These constraints are applicable on any so called service layer (IaaS to FaaS).
It can be summarized to tree constraints:
- HW resources need to be abstracted.
- Applications built on top of this HW resources and other abstractions need to horizontally and vertically scale.
- An orchestrator exist to deploy or duplicate any application on any abstracted HW resource.
Let us explore the different constraints in the next sub-chapters.
Any application that run, need resources. Some application may need more resources than others, finding the right resources is very important.
The core parameters when it comes to resources declaration are
- CPU (What kind of CPU the application needs to run on?)
- Memory (How much RAM does the application need?)
- Storage (What kind of storage does the hardware provide?)
For special resources, additional information can be added
- labels (This resource has a special GPU/HW and can also accept special applications)
- taints (This resource has a special GPU/HW and only accept application that do need it)
When it comes to k8s, such a hardware resource is also called node.

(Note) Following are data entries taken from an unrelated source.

//! Race calendar, driver lists and sample telemetry.
//!
//! Live timing integration is not wired in; everything here is served from
//! static tables and a local sample file.

use serde::Serialize;
use serde_json::{json, Value};
use std::path::Path;

/// Driver whose sample telemetry stands in for unknown drivers
pub const DEFAULT_SAMPLE_DRIVER: &str = "VER";

/// Race calendar entry
#[derive(Debug, Clone, Serialize, PartialEq)]
pub struct RaceSummary {
    pub id: &'static str,
    pub name: &'static str,
}

/// Driver entry for a race
#[derive(Debug, Clone, Serialize, PartialEq)]
pub struct DriverSummary {
    #[serde(rename = "driverId")]
    pub driver_id: &'static str,
    pub name: &'static str,
}

const RACES_2023: [RaceSummary; 17] = [
    RaceSummary { id: "2023-01-bahrain", name: "Bahrain GP 2023" },
    RaceSummary { id: "2023-02-jeddah", name: "Saudi Arabia GP 2023" },
    RaceSummary { id: "2023-03-auc", name: "Australia GP 2023" },
    RaceSummary { id: "2023-04-miami", name: "Miami GP 2023" },
    RaceSummary { id: "2023-05-italy", name: "Monaco GP 2023" },
    RaceSummary { id: "2023-06-spanish", name: "Spain GP 2023" },
    RaceSummary { id: "2023-07-austria", name: "Austria GP 2023" },
    RaceSummary { id: "2023-08-belgium", name: "Belgium GP 2023" },
    RaceSummary { id: "2023-09-netherlands", name: "Netherlands GP 2023" },
    RaceSummary { id: "2023-10-sanmarino", name: "San Marino GP 2023" },
    RaceSummary { id: "2023-11-singapore", name: "Singapore GP 2023" },
    RaceSummary { id: "2023-12-japan", name: "Japan GP 2023" },
    RaceSummary { id: "2023-13-austin", name: "United States GP 2023" },
    RaceSummary { id: "2023-14-mexico", name: "Mexico GP 2023" },
    RaceSummary { id: "2023-15-sao_paulo", name: "Brazil GP 2023" },
    RaceSummary { id: "2023-16-las_vegas", name: "Las Vegas GP 2023" },
    RaceSummary { id: "2023-17-abudhabi", name: "Abu Dhabi GP 2023" },
];

const FALLBACK_DRIVERS: [DriverSummary; 4] = [
    DriverSummary { driver_id: "VER", name: "Max Verstappen" },
    DriverSummary { driver_id: "LEC", name: "Charles Leclerc" },
    DriverSummary { driver_id: "HAM", name: "Lewis Hamilton" },
    DriverSummary { driver_id: "ALO", name: "Fernando Alonso" },
];

/// Available races.
pub fn list_races() -> &'static [RaceSummary] {
    &RACES_2023
}

/// Drivers for a race. Every race currently shares the fallback grid.
pub fn drivers_for_race(race_id: &str) -> &'static [DriverSummary] {
    tracing::debug!(race_id, "Serving fallback driver list");
    &FALLBACK_DRIVERS
}

/// Sample telemetry for a driver.
///
/// Unknown drivers get the default driver's sample. An unreadable file
/// yields an error document rather than a failure.
pub fn read_sample(path: &Path, driver_id: &str) -> Value {
    match load_samples(path) {
        Ok(Value::Object(samples)) => samples
            .get(driver_id)
            .or_else(|| samples.get(DEFAULT_SAMPLE_DRIVER))
            .cloned()
            .unwrap_or(Value::Null),
        Ok(_) => {
            tracing::warn!(path = %path.display(), "Sample telemetry is not a JSON object");
            unavailable()
        }
        Err(e) => {
            tracing::warn!(path = %path.display(), error = %e, "Sample telemetry unavailable");
            unavailable()
        }
    }
}

fn load_samples(path: &Path) -> anyhow::Result<Value> {
    let content = std::fs::read_to_string(path)?;
    // Tolerate a UTF-8 byte order mark
    let content = content.strip_prefix('\u{feff}').unwrap_or(&content);
    Ok(serde_json::from_str(content)?)
}

fn unavailable() -> Value {
    json!({ "error": "sample telemetry unavailable" })
}

#[cfg(test)]
mod tests {
    use super::*;
    use std::io::Write;

    fn sample_file(content: &str) -> tempfile::NamedTempFile {
        let mut file = tempfile::NamedTempFile::new().unwrap();
        file.write_all(content.as_bytes()).unwrap();
        file
    }

    const SAMPLES: &str = r#"{
        "VER": {"laps": [{"lap": 1, "time": 96.2, "speed": 212.4, "sector": [31.0, 33.1, 32.1]}], "tyres": ["SOFT"]},
        "LEC": {"laps": [{"lap": 1, "time": 96.9, "speed": 210.8, "sector": [31.2, 33.4, 32.3]}], "tyres": ["MEDIUM"]}
    }"#;

    #[test]
    fn test_list_races() {
        let races = list_races();
        assert_eq!(races.len(), 17);
        assert_eq!(races[0].id, "2023-01-bahrain");
        assert_eq!(races[16].name, "Abu Dhabi GP 2023");
    }

    #[test]
    fn test_driver_json_shape() {
        let json = serde_json::to_value(drivers_for_race("2023-01-bahrain")).unwrap();
        assert_eq!(json[0]["driverId"], "VER");
        assert_eq!(json[3]["name"], "Fernando Alonso");
    }

    #[test]
    fn test_read_known_driver() {
        let file = sample_file(SAMPLES);
        let sample = read_sample(file.path(), "LEC");
        assert_eq!(sample["tyres"][0], "MEDIUM");
    }

    #[test]
    fn test_unknown_driver_falls_back() {
        let file = sample_file(SAMPLES);
        let sample = read_sample(file.path(), "XYZ");
        assert_eq!(sample["tyres"][0], "SOFT");
    }

    #[test]
    fn test_byte_order_mark_is_tolerated() {
        let file = sample_file(&format!("\u{feff}{}", SAMPLES));
        let sample = read_sample(file.path(), "VER");
        assert_eq!(sample["laps"][0]["lap"], 1);
    }

    #[test]
    fn test_no_default_sample_is_null() {
        let file = sample_file(r#"{"HAM": {"laps": [], "tyres": []}}"#);
        assert_eq!(read_sample(file.path(), "XYZ"), Value::Null);
    }

    #[test]
    fn test_missing_file_reports_unavailable() {
        let sample = read_sample(Path::new("no/such/telemetry.json"), "VER");
        assert_eq!(sample["error"], "sample telemetry unavailable");
    }

    #[test]
    fn test_malformed_file_reports_unavailable() {
        let file = sample_file("[1, 2, 3]");
        let sample = read_sample(file.path(), "VER");
        assert_eq!(sample["error"], "sample telemetry unavailable");

        let file = sample_file("not json");
        let sample = read_sample(file.path(), "VER");
        assert_eq!(sample["error"], "sample telemetry unavailable");
    }
}
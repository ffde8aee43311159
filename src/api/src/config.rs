//! Configuration for the GridPlay API.

use serde::{Deserialize, Serialize};

/// Server configuration
#[derive(Debug, Clone, Serialize, Deserialize)]
pub struct ServerConfig {
    #[serde(default = "default_host")]
    pub host: String,
    #[serde(default = "default_port")]
    pub port: u16,
}

fn default_host() -> String {
    "0.0.0.0".to_string()
}

fn default_port() -> u16 {
    8000
}

impl Default for ServerConfig {
    fn default() -> Self {
        Self {
            host: default_host(),
            port: default_port(),
        }
    }
}

/// Pairwise model configuration
#[derive(Debug, Clone, Serialize, Deserialize)]
pub struct ModelConfig {
    /// Load the pairwise model at startup; when false the grid heuristic is used
    #[serde(default = "default_model_enabled")]
    pub enabled: bool,
    #[serde(default = "default_model_path")]
    pub path: String,
}

fn default_model_enabled() -> bool {
    true
}

fn default_model_path() -> String {
    "data/models/pair_model.json".to_string()
}

impl Default for ModelConfig {
    fn default() -> Self {
        Self {
            enabled: default_model_enabled(),
            path: default_model_path(),
        }
    }
}

/// Battle storage configuration
#[derive(Debug, Clone, Serialize, Deserialize)]
pub struct StorageConfig {
    #[serde(default = "default_db_path")]
    pub db_path: String,
}

fn default_db_path() -> String {
    "data/battles.sqlite".to_string()
}

impl Default for StorageConfig {
    fn default() -> Self {
        Self {
            db_path: default_db_path(),
        }
    }
}

/// Telemetry configuration
#[derive(Debug, Clone, Serialize, Deserialize)]
pub struct TelemetryConfig {
    #[serde(default = "default_sample_path")]
    pub sample_path: String,
}

fn default_sample_path() -> String {
    "data/sample_telemetry.json".to_string()
}

impl Default for TelemetryConfig {
    fn default() -> Self {
        Self {
            sample_path: default_sample_path(),
        }
    }
}

/// Leaderboard sizes
#[derive(Debug, Clone, Serialize, Deserialize)]
pub struct LeaderboardConfig {
    /// Rows returned alongside a submission
    #[serde(default = "default_submit_limit")]
    pub submit_limit: usize,
    /// Rows returned by the leaderboard endpoint
    #[serde(default = "default_query_limit")]
    pub query_limit: usize,
}

fn default_submit_limit() -> usize {
    10
}

fn default_query_limit() -> usize {
    50
}

impl Default for LeaderboardConfig {
    fn default() -> Self {
        Self {
            submit_limit: default_submit_limit(),
            query_limit: default_query_limit(),
        }
    }
}

/// Application configuration
#[derive(Debug, Clone, Default, Serialize, Deserialize)]
pub struct AppConfig {
    #[serde(default)]
    pub server: ServerConfig,
    #[serde(default)]
    pub model: ModelConfig,
    #[serde(default)]
    pub storage: StorageConfig,
    #[serde(default)]
    pub telemetry: TelemetryConfig,
    #[serde(default)]
    pub leaderboard: LeaderboardConfig,
}

impl AppConfig {
    /// Load configuration from environment and config file
    pub fn load() -> anyhow::Result<Self> {
        let config = config::Config::builder()
            // Start with defaults
            .add_source(config::Config::try_from(&AppConfig::default())?)
            // Add config file if exists
            .add_source(config::File::with_name("config").required(false))
            // Override with environment variables (GRIDPLAY_SERVER__PORT, GRIDPLAY_STORAGE__DB_PATH, ...)
            .add_source(
                config::Environment::with_prefix("GRIDPLAY")
                    .separator("__")
                    .try_parsing(true),
            )
            .build()?;

        Ok(config.try_deserialize()?)
    }
}

#[cfg(test)]
mod tests {
    use super::*;

    #[test]
    fn test_defaults() {
        let config = AppConfig::default();
        assert_eq!(config.server.port, 8000);
        assert!(config.model.enabled);
        assert_eq!(config.leaderboard.submit_limit, 10);
        assert_eq!(config.leaderboard.query_limit, 50);
    }

    #[test]
    fn test_partial_file_keeps_defaults() {
        let config: AppConfig = serde_json::from_str(r#"{"server": {"port": 9000}}"#).unwrap();
        assert_eq!(config.server.port, 9000);
        assert_eq!(config.server.host, "0.0.0.0");
        assert_eq!(config.storage.db_path, "data/battles.sqlite");
    }
}
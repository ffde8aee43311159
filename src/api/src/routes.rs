//! API route handlers.

use axum::{
    extract::{Path, State},
    http::StatusCode,
    response::{IntoResponse, Response},
    Json,
};
use serde_json::Value;
use std::sync::{Arc, Mutex};

use crate::aggregator::{aggregate, validate_grid, PairwiseOracle};
use crate::battles::{compute_score, validate_submission};
use crate::config::AppConfig;
use crate::model::FEATURE_NAMES;
use crate::storage::{BattleRepository, NewBattle};
use crate::telemetry::{self, DriverSummary, RaceSummary};
use crate::types::{
    BattleSubmitRequest, BattleSubmitResponse, ErrorResponse, HealthResponse, LeaderboardResponse,
    ModelInfoResponse, PostQualifyingRequest, PostQualifyingResponse, RootResponse,
};

/// Application state shared across handlers.
pub struct AppState {
    /// Pairwise model, absent when none could be loaded
    pub oracle: Option<Arc<dyn PairwiseOracle>>,
    pub config: AppConfig,
    pub repo: Mutex<BattleRepository>,
}

impl AppState {
    fn with_repo<T>(
        &self,
        f: impl FnOnce(&BattleRepository) -> anyhow::Result<T>,
    ) -> Result<T, ApiError> {
        let repo = self
            .repo
            .lock()
            .map_err(|e| ApiError::internal(format!("Failed to lock repository: {}", e)))?;
        f(&repo).map_err(|e| {
            tracing::error!(error = %e, "Battle storage failed");
            ApiError::internal(format!("Storage error: {}", e))
        })
    }
}

/// Error type for API handlers.
#[derive(Debug)]
pub struct ApiError {
    status: StatusCode,
    message: String,
}

impl ApiError {
    pub fn bad_request(msg: impl Into<String>) -> Self {
        Self {
            status: StatusCode::BAD_REQUEST,
            message: msg.into(),
        }
    }

    pub fn internal(msg: impl Into<String>) -> Self {
        Self {
            status: StatusCode::INTERNAL_SERVER_ERROR,
            message: msg.into(),
        }
    }
}

impl IntoResponse for ApiError {
    fn into_response(self) -> Response {
        let body = Json(ErrorResponse {
            error: self.status.to_string(),
            message: self.message,
        });
        (self.status, body).into_response()
    }
}

/// Root banner.
pub async fn root() -> Json<RootResponse> {
    Json(RootResponse {
        message: "GridPlay Backend Running".to_string(),
    })
}

/// Health check endpoint.
pub async fn health() -> Json<HealthResponse> {
    Json(HealthResponse {
        status: "ok".to_string(),
        version: env!("CARGO_PKG_VERSION").to_string(),
    })
}

/// Model info endpoint.
pub async fn model_info(State(state): State<Arc<AppState>>) -> Json<ModelInfoResponse> {
    let loaded = state.oracle.is_some();
    Json(ModelInfoResponse {
        loaded,
        model_path: loaded.then(|| state.config.model.path.clone()),
        features: FEATURE_NAMES.iter().map(|s| s.to_string()).collect(),
    })
}

/// Win probabilities from the qualifying grid.
pub async fn post_qualifying(
    State(state): State<Arc<AppState>>,
    Json(req): Json<PostQualifyingRequest>,
) -> Result<Json<PostQualifyingResponse>, ApiError> {
    validate_grid(&req.qualifying_pos).map_err(ApiError::bad_request)?;

    tracing::info!(
        race_id = %req.race_id,
        drivers = req.qualifying_pos.len(),
        model = state.oracle.is_some(),
        "Post-qualifying prediction"
    );

    let win_probs = aggregate(&req.qualifying_pos, state.oracle.as_deref());

    Ok(Json(PostQualifyingResponse::new(req.race_id, win_probs)))
}

/// Store a fan prediction and return the race's top scores.
pub async fn submit_battle(
    State(state): State<Arc<AppState>>,
    Json(req): Json<BattleSubmitRequest>,
) -> Result<Json<BattleSubmitResponse>, ApiError> {
    validate_submission(&req.user_id).map_err(ApiError::bad_request)?;

    let score = compute_score(&req.prediction);
    let battle = NewBattle {
        user_id: req.user_id,
        race_id: req.race_id,
        prediction: req.prediction,
        score,
    };
    let limit = state.config.leaderboard.submit_limit;

    let (id, top) = state.with_repo(|repo| {
        let id = repo.insert_battle(&battle)?;
        let top = repo.get_leaderboard(&battle.race_id, limit)?;
        Ok((id, top))
    })?;

    tracing::info!(id, race_id = %battle.race_id, score, "Battle submitted");

    Ok(Json(BattleSubmitResponse {
        id,
        score,
        leaderboard_top: top.into_iter().map(Into::into).collect(),
    }))
}

/// Leaderboard for a race.
pub async fn leaderboard(
    State(state): State<Arc<AppState>>,
    Path(race_id): Path<String>,
) -> Result<Json<LeaderboardResponse>, ApiError> {
    let limit = state.config.leaderboard.query_limit;
    let rows = state.with_repo(|repo| repo.get_leaderboard(&race_id, limit))?;

    Ok(Json(LeaderboardResponse {
        race_id,
        leaderboard: rows.into_iter().map(Into::into).collect(),
    }))
}

/// Race calendar.
pub async fn races() -> Json<&'static [RaceSummary]> {
    Json(telemetry::list_races())
}

/// Drivers entered in a race.
pub async fn drivers(Path(race_id): Path<String>) -> Json<&'static [DriverSummary]> {
    Json(telemetry::drivers_for_race(&race_id))
}

/// Telemetry for one driver in a race.
pub async fn driver_telemetry(
    State(state): State<Arc<AppState>>,
    Path((race_id, driver_id)): Path<(String, String)>,
) -> Json<Value> {
    tracing::debug!(%race_id, %driver_id, "Serving sample telemetry");
    let path = std::path::Path::new(&state.config.telemetry.sample_path);
    Json(telemetry::read_sample(path, &driver_id))
}
//! SQLite storage module for fan battles
//!
//! Provides persistent storage for submitted predictions and the
//! per-race leaderboard built on top of them.

pub mod repository;
pub mod schema;

pub use repository::{BattleRepository, LeaderboardRow, NewBattle};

Each node added to the cluster can have its resources registered and centrally managed (via a "resource abstraction"). The cluster management entity can then dispatch/remove applications on them (on demand or automatically).
They can, but must not, consume other services.
In the micro-service architecture, common rules to build an application-service are the twelve factor which was extended by (13) API first, (14) Telemetry and (15) Authentication/authorization.
This twelve plus 3 factors directly impacts how a service looks like, similar to ISA.
Let us take a look at major building blocks for such application.
What kind of storage does the application need?
Different applications have different storage needs. The most common one would be:
- Persistent volumes (idea of HDD, SSD. After the destruction of the application, the data is kept)
- Projected volumes (idea of mapping several volume sources into the same directory)
- Ephemeral volumes (idea of RAM, RAMDISK, RAMDISK. It is a volume that is destroyed after the application is destroyed)
- Dynamic volumes (idea of a volume that is created on demand. E.g. if an application needs additional volumes, it can can request it, it can get it without intervention of any operator)
- Volume snapshots (idea of a volume that is a snapshot of another volume, usually a persistent volume)
In addition to the above type of volumes, some orchestrator may allow us to add add our own.
Container (application environment)
What kind of environment does the application need?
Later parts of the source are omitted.